• **EXCERPTED RECORDS**:

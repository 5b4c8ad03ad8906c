// Copyright (c) 2025 Soumyadip Sarkar.
// All rights reserved.
//
// This source code is licensed under the license found in the
// LICENSE file in the root directory of this source tree.

use crate::aggregates::portfolio_summary;
use crate::commands::connect;
use crate::error::{TrackerError, TrackerResult};
use crate::models::{Investment, InvestmentDraft, InvestmentType};
use crate::remote::InvestmentRepository;
use crate::store::KvStore;
use crate::utils::{fmt_inr, fmt_pct, maybe_print_json, parse_date, parse_decimal, pretty_table};
use anyhow::{Result, anyhow};
use chrono::{Local, NaiveDate};
use rust_decimal::Decimal;

pub fn handle<S: KvStore>(store: &S, m: &clap::ArgMatches) -> Result<()> {
    if let Some(("types", _)) = m.subcommand() {
        let rows = InvestmentType::ALL
            .iter()
            .map(|t| vec![t.slug().to_string(), format!("{} {}", t.emoji(), t.label())])
            .collect();
        println!("{}", pretty_table(&["Slug", "Type"], rows));
        return Ok(());
    }

    let remote = connect(store)?;
    let user_id = remote.session.user_id.as_str();
    match m.subcommand() {
        Some(("add", sub)) => {
            let inv = add(&remote.client, user_id, sub, Local::now().date_naive())?;
            println!(
                "Investment added successfully! {} {} · {} (now {})",
                inv.kind.emoji(),
                inv.name,
                fmt_inr(&inv.amount),
                fmt_inr(&inv.current_value)
            );
        }
        Some(("list", sub)) => {
            let items = remote.client.list_investments(user_id)?;
            if !maybe_print_json(sub.get_flag("json"), sub.get_flag("jsonl"), &items)? {
                print_list(&items);
            }
        }
        Some(("summary", sub)) => {
            let items = remote.client.list_investments(user_id)?;
            let summary = portfolio_summary(&items);
            if !maybe_print_json(sub.get_flag("json"), sub.get_flag("jsonl"), &summary)? {
                println!("Total invested: {}", fmt_inr(&summary.total_invested));
                println!("Current value: {}", fmt_inr(&summary.current_value));
                println!(
                    "Total return: {} ({})",
                    fmt_inr(&summary.total_return),
                    fmt_pct(&summary.return_pct)
                );
                let rows = summary
                    .allocation
                    .iter()
                    .map(|(kind, amt)| vec![kind.to_string(), fmt_inr(amt)])
                    .collect();
                println!("{}", pretty_table(&["Type", "Invested"], rows));
            }
        }
        _ => {}
    }
    Ok(())
}

/// Required: type, invested amount and current value. The invested amount
/// must be positive and the current value non-negative.
pub fn validate_draft(draft: &InvestmentDraft) -> TrackerResult<()> {
    if draft.amount <= Decimal::ZERO {
        return Err(TrackerError::InvalidInvestment(format!(
            "invested amount must be greater than zero (got {})",
            draft.amount
        )));
    }
    if draft.current_value < Decimal::ZERO {
        return Err(TrackerError::InvalidInvestment(format!(
            "current value cannot be negative (got {})",
            draft.current_value
        )));
    }
    Ok(())
}

pub fn draft_from_args(sub: &clap::ArgMatches, today: NaiveDate) -> Result<InvestmentDraft> {
    let kind = sub
        .get_one::<String>("type")
        .unwrap()
        .parse::<InvestmentType>()
        .map_err(|e| anyhow!(e))?;
    let date = match sub.get_one::<String>("date") {
        Some(d) => parse_date(d)?,
        None => today,
    };
    let expected_return = match sub.get_one::<String>("return") {
        Some(r) => parse_decimal(r.trim_end_matches('%'))?,
        None => Decimal::from(12),
    };
    let trimmed = |key: &str| {
        sub.get_one::<String>(key)
            .map(|s| s.trim().to_string())
            .filter(|s| !s.is_empty())
    };
    Ok(InvestmentDraft {
        kind,
        name: trimmed("name"),
        amount: parse_decimal(sub.get_one::<String>("amount").unwrap())?,
        current_value: parse_decimal(sub.get_one::<String>("current").unwrap())?,
        expected_return,
        date,
        notes: trimmed("notes"),
    })
}

pub fn add<R: InvestmentRepository + ?Sized>(
    repo: &R,
    user_id: &str,
    sub: &clap::ArgMatches,
    today: NaiveDate,
) -> Result<Investment> {
    let draft = draft_from_args(sub, today)?;
    validate_draft(&draft)?;
    match repo.create_investment(user_id, &draft) {
        Ok(inv) => Ok(inv),
        Err(e) => {
            log::error!("adding investment failed: {}", e);
            Err(anyhow!("Failed to add investment: {}", e))
        }
    }
}

fn print_list(items: &[Investment]) {
    if items.is_empty() {
        println!("No investment data yet");
        return;
    }
    let rows = items
        .iter()
        .map(|i| {
            vec![
                i.date.to_string(),
                format!("{} {}", i.kind.emoji(), i.kind),
                i.name.clone(),
                fmt_inr(&i.amount),
                fmt_inr(&i.current_value),
                fmt_pct(&i.gain_pct()),
                fmt_pct(&i.expected_return),
                i.notes.clone().unwrap_or_default(),
            ]
        })
        .collect();
    println!(
        "{}",
        pretty_table(
            &["Date", "Type", "Name", "Invested", "Current", "Gain", "Expected", "Notes"],
            rows,
        )
    );
}
// Copyright (c) 2025 Soumyadip Sarkar.
// All rights reserved.
//
// This source code is licensed under the license found in the
// LICENSE file in the root directory of this source tree.

use crate::error::{TrackerError, TrackerResult};
use crate::models::Session;
use crate::store::{KvStore, REMOTE_CONFIG_KEY, SESSION_KEY};
use serde::{Deserialize, Serialize};

pub const URL_ENV: &str = "BAREMIN_SUPABASE_URL";
pub const ANON_KEY_ENV: &str = "BAREMIN_SUPABASE_ANON_KEY";
pub const LOG_ENV: &str = "BAREMIN_LOG";

#[derive(Debug, Clone, PartialEq, Serialize, Deserialize)]
pub struct RemoteConfig {
    pub url: String,
    pub anon_key: String,
}

impl RemoteConfig {
    pub fn new(url: &str, anon_key: &str) -> Self {
        Self {
            url: url.trim().trim_end_matches('/').to_string(),
            anon_key: anon_key.trim().to_string(),
        }
    }

    pub fn from_env() -> Option<Self> {
        let url = std::env::var(URL_ENV).ok()?;
        let key = std::env::var(ANON_KEY_ENV).ok()?;
        if url.trim().is_empty() || key.trim().is_empty() {
            return None;
        }
        Some(Self::new(&url, &key))
    }

    /// Environment wins over the stored value.
    pub fn resolve<S: KvStore>(store: &S) -> TrackerResult<Self> {
        if let Some(c) = Self::from_env() {
            return Ok(c);
        }
        store
            .get_json::<RemoteConfig>(REMOTE_CONFIG_KEY)?
            .ok_or(TrackerError::RemoteNotConfigured)
    }

    pub fn save<S: KvStore>(&self, store: &S) -> TrackerResult<()> {
        store.set_json(REMOTE_CONFIG_KEY, self)
    }
}

pub fn load_session<S: KvStore>(store: &S) -> TrackerResult<Option<Session>> {
    store.get_json(SESSION_KEY)
}

pub fn require_session<S: KvStore>(store: &S) -> TrackerResult<Session> {
    load_session(store)?.ok_or(TrackerError::NotSignedIn)
}

pub fn save_session<S: KvStore>(store: &S, session: &Session) -> TrackerResult<()> {
    store.set_json(SESSION_KEY, session)
}

pub fn clear_session<S: KvStore>(store: &S) -> TrackerResult<()> {
    store.remove(SESSION_KEY)
}

/// Hides all but the last four characters of a key for display.
pub fn mask_key(key: &str) -> String {
    let n = key.chars().count();
    if n <= 4 {
        return "*".repeat(n);
    }
    let tail: String = key.chars().skip(n - 4).collect();
    format!("{}{}", "*".repeat(n - 4), tail)
}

• **TASK**: In the listing above, how many lines hold the word "collect"? Please state the number alone.

• **PROBLEM SOLUTION**: 4